[RECORD EXTRACTS Boundary: Start]

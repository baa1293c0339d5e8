//! Engine configuration.

use std::{
    collections::BTreeMap,
    fs,
    path::{Path, PathBuf},
};

use anyhow::Context;
use schemars::JsonSchema;
use serde::{Deserialize, Serialize};
use serde_json::Value;

use crate::{
    document::read_structured, ids::DEFAULT_ROOT_ID, resolver::FragmentStore, schema::SchemaNode,
};

/// Default configuration file name.
pub const DEFAULT_CONFIG_FILE: &str = ".schemaform.toml";

/// Settings for loading and rendering one form.
#[derive(Debug, Clone, PartialEq, Serialize, Deserialize, JsonSchema)]
#[serde(default)]
pub struct FormConfig {
    /// Identifier of the form root; every field id starts with it.
    pub root_id: String,
    /// Already fetched remote fragments: `$remote` URL to local schema file.
    pub fragments: BTreeMap<String, PathBuf>,
    /// Fill declared defaults into the data before rendering.
    pub fill_defaults: bool,
}

impl Default for FormConfig {
    fn default() -> Self {
        Self {
            root_id: DEFAULT_ROOT_ID.to_string(),
            fragments: BTreeMap::new(),
            fill_defaults: true,
        }
    }
}

impl FormConfig {
    /// Load from a `.toml` or `.json` file; a missing or empty file gives the defaults.
    pub fn load(path: impl AsRef<Path>) -> anyhow::Result<Self> {
        let path = path.as_ref();
        match read_structured(path)? {
            Some(value) => serde_json::from_value(value)
                .with_context(|| format!("invalid config {}", path.display())),
            None => {
                debug!("no config at {}, using defaults", path.display());
                Ok(Self::default())
            }
        }
    }

    /// Read every configured fragment; relative paths are taken from `base`.
    pub fn load_fragments(&self, base: &Path) -> anyhow::Result<FragmentStore> {
        let mut store = FragmentStore::new();
        for (url, file) in &self.fragments {
            let file = base.join(file);
            let content = fs::read_to_string(&file)
                .with_context(|| format!("fragment {url}: cannot read {}", file.display()))?;
            let value: Value = serde_json::from_str(&content)
                .with_context(|| format!("fragment {url}: {} is not JSON", file.display()))?;
            store.insert(url.clone(), SchemaNode::from_value(&value)?);
            debug!("fragment {url} loaded from {}", file.display());
        }
        Ok(store)
    }

    /// JSON schema of the configuration itself.
    pub fn json_schema() -> anyhow::Result<Value> {
        Ok(serde_json::to_value(schemars::schema_for!(FormConfig))?)
    }
}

[RECORD EXTRACTS Boundary: End]

From the records above, pull out every line containing the word "configuration".

**SOLUTION TO THE PROBLEM:**
//! Engine configuration.
/// Default configuration file name.
    /// JSON schema of the configuration itself.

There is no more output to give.